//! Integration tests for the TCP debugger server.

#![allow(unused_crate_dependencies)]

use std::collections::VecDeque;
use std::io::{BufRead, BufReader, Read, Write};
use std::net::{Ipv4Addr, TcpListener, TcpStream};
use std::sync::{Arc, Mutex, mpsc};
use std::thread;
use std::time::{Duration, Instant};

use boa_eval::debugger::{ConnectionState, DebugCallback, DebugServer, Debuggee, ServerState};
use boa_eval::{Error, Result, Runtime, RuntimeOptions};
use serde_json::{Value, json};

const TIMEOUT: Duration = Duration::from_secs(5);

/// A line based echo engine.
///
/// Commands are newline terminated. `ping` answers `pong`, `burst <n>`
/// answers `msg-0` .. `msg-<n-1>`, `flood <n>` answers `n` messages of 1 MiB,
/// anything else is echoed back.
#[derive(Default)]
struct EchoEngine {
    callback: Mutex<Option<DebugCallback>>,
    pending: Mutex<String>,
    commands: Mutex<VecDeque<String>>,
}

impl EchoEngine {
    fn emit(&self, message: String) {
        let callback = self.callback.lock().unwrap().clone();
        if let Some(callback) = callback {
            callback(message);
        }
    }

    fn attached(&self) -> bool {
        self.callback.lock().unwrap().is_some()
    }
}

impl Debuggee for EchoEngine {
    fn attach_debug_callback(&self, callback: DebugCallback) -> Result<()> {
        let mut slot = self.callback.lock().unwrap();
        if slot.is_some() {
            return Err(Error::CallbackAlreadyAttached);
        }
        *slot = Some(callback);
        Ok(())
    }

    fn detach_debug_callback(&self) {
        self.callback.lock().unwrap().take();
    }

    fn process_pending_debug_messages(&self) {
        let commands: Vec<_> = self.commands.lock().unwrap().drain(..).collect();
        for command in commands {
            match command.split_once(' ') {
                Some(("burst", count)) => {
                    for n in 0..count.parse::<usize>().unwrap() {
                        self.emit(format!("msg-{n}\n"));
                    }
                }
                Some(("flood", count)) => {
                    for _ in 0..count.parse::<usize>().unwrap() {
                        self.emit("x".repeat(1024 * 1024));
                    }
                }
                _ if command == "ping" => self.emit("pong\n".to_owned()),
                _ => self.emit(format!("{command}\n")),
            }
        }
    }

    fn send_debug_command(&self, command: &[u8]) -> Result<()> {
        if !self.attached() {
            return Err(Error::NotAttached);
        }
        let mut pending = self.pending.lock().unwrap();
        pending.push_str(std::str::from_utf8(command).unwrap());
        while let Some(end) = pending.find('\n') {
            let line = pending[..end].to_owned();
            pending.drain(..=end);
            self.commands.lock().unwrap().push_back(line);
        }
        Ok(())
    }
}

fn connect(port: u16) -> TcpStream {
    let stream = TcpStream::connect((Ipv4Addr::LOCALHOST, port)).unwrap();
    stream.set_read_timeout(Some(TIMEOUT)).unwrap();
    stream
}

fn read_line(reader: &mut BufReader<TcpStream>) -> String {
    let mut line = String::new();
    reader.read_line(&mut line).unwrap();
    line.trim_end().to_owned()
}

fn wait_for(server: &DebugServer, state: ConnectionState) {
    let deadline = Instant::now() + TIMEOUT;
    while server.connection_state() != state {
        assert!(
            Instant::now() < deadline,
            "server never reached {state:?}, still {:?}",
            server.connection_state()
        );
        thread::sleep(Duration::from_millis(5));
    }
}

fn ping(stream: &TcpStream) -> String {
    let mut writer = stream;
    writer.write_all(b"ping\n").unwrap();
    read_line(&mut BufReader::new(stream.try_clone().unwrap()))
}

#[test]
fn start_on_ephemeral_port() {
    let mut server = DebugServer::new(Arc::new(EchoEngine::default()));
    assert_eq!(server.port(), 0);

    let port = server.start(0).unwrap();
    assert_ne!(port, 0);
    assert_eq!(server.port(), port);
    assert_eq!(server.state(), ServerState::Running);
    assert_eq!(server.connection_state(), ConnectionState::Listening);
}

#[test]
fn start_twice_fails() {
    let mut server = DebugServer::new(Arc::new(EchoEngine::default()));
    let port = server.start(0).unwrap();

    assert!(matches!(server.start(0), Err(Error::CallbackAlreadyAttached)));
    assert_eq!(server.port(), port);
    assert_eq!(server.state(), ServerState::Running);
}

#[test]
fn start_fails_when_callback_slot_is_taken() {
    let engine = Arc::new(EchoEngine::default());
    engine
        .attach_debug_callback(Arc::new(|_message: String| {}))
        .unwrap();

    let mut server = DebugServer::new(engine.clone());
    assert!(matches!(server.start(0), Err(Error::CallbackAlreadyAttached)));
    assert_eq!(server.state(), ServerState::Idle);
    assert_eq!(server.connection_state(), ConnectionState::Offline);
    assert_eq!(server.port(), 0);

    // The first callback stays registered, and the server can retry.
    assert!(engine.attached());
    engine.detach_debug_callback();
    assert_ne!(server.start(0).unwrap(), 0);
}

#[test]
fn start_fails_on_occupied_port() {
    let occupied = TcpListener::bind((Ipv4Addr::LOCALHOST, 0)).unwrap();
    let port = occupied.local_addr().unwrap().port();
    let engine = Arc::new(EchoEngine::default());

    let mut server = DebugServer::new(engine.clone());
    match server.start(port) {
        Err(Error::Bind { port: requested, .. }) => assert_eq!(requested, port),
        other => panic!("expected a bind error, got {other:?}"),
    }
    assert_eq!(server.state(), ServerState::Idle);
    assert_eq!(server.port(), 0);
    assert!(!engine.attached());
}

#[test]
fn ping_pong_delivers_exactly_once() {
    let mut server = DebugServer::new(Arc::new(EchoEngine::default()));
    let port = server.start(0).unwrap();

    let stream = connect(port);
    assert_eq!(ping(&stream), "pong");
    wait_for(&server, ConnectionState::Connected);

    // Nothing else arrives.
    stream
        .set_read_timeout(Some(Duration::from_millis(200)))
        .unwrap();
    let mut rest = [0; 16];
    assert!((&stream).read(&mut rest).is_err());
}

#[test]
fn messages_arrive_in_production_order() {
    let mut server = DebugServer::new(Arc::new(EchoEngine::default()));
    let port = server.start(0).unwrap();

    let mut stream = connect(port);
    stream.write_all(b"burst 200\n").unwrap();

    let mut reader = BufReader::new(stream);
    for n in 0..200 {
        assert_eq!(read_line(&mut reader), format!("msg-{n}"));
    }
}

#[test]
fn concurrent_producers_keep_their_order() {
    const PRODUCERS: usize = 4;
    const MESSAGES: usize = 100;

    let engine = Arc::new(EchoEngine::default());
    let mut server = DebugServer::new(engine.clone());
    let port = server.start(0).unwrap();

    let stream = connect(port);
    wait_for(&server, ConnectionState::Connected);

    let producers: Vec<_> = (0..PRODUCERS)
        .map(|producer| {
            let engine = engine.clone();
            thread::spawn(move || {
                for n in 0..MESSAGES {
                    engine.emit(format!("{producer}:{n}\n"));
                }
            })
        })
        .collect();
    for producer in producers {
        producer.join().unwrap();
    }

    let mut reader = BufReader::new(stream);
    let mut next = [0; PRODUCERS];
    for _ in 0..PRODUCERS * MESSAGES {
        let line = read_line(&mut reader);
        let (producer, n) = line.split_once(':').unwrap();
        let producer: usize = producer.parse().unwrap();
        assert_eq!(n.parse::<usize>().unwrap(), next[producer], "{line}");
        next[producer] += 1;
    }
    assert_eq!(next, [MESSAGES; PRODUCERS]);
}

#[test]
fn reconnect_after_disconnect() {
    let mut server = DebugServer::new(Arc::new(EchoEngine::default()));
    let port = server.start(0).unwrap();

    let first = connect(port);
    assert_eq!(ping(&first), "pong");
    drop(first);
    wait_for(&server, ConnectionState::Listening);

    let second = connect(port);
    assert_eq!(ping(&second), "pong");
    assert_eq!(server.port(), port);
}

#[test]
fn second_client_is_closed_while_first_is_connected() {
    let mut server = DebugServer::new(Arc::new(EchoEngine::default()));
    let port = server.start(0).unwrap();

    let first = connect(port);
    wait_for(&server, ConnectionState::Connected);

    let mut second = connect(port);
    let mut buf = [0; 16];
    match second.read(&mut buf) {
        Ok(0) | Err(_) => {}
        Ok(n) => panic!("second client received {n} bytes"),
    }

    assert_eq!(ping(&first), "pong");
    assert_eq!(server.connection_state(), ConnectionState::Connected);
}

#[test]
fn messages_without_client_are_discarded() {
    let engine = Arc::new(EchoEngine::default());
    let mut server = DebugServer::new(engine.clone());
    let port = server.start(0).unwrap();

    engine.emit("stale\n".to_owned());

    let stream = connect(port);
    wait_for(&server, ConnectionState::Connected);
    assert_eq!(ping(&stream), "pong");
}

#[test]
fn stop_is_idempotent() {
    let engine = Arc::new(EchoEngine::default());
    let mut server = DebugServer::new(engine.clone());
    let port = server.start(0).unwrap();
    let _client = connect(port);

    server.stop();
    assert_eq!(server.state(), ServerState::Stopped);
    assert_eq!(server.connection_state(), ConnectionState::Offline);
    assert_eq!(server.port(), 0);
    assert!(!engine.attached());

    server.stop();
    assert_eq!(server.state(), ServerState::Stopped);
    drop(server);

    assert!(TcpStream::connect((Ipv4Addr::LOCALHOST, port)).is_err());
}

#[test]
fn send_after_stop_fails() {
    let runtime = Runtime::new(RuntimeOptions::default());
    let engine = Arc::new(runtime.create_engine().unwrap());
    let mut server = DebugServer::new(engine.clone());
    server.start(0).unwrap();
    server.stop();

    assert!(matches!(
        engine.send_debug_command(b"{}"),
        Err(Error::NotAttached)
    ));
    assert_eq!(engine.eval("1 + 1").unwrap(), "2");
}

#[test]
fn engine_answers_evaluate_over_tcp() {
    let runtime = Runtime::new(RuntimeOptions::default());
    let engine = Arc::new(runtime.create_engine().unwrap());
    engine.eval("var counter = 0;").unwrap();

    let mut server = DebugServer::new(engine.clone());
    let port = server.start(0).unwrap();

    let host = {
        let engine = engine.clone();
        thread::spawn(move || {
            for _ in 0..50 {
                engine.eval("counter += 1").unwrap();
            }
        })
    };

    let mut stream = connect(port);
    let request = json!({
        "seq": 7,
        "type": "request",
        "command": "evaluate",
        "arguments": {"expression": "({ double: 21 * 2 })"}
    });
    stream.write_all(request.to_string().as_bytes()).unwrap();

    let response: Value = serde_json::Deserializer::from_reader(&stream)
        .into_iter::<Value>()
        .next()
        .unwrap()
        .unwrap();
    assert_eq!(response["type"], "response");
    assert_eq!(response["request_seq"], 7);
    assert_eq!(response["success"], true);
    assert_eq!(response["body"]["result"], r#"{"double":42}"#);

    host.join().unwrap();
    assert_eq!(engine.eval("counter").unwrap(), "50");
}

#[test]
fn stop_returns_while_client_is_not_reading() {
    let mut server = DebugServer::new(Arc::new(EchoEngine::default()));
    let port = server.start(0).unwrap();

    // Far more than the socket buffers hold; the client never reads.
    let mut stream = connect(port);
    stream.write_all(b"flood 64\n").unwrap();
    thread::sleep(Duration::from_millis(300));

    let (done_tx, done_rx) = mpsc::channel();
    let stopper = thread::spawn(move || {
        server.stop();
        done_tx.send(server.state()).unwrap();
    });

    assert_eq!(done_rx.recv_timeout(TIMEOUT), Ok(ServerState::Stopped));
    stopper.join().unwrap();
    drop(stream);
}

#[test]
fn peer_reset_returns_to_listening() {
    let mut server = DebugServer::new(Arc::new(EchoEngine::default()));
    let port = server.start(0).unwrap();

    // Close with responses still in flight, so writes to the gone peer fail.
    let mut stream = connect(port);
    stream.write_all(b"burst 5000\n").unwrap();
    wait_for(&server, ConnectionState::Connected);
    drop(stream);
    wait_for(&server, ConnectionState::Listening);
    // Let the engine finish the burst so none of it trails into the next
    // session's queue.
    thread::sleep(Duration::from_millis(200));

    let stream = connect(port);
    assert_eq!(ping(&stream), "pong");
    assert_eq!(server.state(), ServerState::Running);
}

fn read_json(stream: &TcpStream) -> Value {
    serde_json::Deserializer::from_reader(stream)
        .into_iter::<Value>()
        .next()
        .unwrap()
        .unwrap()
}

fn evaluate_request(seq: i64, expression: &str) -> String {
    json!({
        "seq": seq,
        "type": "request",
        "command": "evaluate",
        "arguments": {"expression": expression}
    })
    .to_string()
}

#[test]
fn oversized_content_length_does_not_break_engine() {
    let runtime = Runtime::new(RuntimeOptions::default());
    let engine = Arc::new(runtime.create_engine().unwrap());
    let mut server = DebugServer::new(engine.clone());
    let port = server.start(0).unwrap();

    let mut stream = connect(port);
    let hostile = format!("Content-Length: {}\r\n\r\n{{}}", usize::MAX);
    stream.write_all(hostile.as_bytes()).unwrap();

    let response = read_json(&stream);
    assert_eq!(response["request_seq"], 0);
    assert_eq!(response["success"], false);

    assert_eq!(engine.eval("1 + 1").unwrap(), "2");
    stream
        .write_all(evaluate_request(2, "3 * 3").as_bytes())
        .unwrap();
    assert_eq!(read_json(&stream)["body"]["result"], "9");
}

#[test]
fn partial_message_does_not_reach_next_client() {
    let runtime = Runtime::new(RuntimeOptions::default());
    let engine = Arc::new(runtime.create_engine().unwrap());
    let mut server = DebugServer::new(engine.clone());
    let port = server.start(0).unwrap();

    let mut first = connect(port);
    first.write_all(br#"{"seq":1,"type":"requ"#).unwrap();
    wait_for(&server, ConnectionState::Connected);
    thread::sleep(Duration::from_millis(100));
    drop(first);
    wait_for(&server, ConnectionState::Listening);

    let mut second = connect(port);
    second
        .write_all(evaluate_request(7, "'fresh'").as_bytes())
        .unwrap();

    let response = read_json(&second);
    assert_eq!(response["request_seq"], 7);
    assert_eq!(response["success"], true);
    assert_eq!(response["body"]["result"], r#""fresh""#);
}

**INSTRUCTIONS FOR THE TASK**
Counting only lines that contain the word "const", state how many appear in the entries, and add nothing.

**EXPECTED ANSWER**
3